• [PROBLEM DESCRIPTION]
On how many lines of the data below does the word "struct" appear? Reply with the number only.

/---

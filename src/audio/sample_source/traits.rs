// Copyright (C) 2026 Michael Wilson <mike@mdwn.dev>
//
// This program is free software: you can redistribute it and/or modify it under
// the terms of the GNU General Public License as published by the Free Software
// Foundation, version 3.
//
// This program is distributed in the hope that it will be useful, but WITHOUT
// ANY WARRANTY; without even the implied warranty of MERCHANTABILITY or FITNESS
// FOR A PARTICULAR PURPOSE. See the GNU General Public License for more details.
//
// You should have received a copy of the GNU General Public License along with
// this program. If not, see <https://www.gnu.org/licenses/>.
//
use serde::Serialize;

use super::error::SampleSourceError;
use crate::audio::SampleBuffer;

/// Container-level facts about a decoded source, kept for reporting.
#[derive(Debug, Clone, PartialEq, Serialize)]
pub struct SourceInfo {
    /// Channel count of the container before collapsing to mono.
    pub channels: u16,
    /// Bits per sample of the container.
    pub bits_per_sample: u16,
    /// Frames (samples per channel) in the container.
    pub frames: usize,
    /// Largest absolute normalized amplitude of the retained channel.
    pub peak: f32,
}

/// The result of decoding a source: the mono buffer and what it came from.
#[derive(Debug, Clone)]
pub struct DecodedAudio {
    pub buffer: SampleBuffer,
    pub info: SourceInfo,
}

/// A source of samples that can be decoded into a single normalized mono buffer.
pub trait SampleSource {
    /// Get a displayable name for this source (usually the file name).
    fn name(&self) -> &str;

    /// Decode the whole source. Multi-channel sources keep only their first channel.
    fn read_mono(&mut self) -> Result<DecodedAudio, SampleSourceError>;
}
// Copyright (C) 2026 Michael Wilson <mike@mdwn.dev>
//
// This program is free software: you can redistribute it and/or modify it under
// the terms of the GNU General Public License as published by the Free Software
// Foundation, version 3.
//
// This program is distributed in the hope that it will be useful, but WITHOUT
// ANY WARRANTY; without even the implied warranty of MERCHANTABILITY or FITNESS
// FOR A PARTICULAR PURPOSE. See the GNU General Public License for more details.
//
// You should have received a copy of the GNU General Public License along with
// this program. If not, see <https://www.gnu.org/licenses/>.
//
pub mod buffer;
pub mod sample_source;

pub use buffer::SampleBuffer;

\---

• [SOLUTION FOR THIS EXERCISE]
2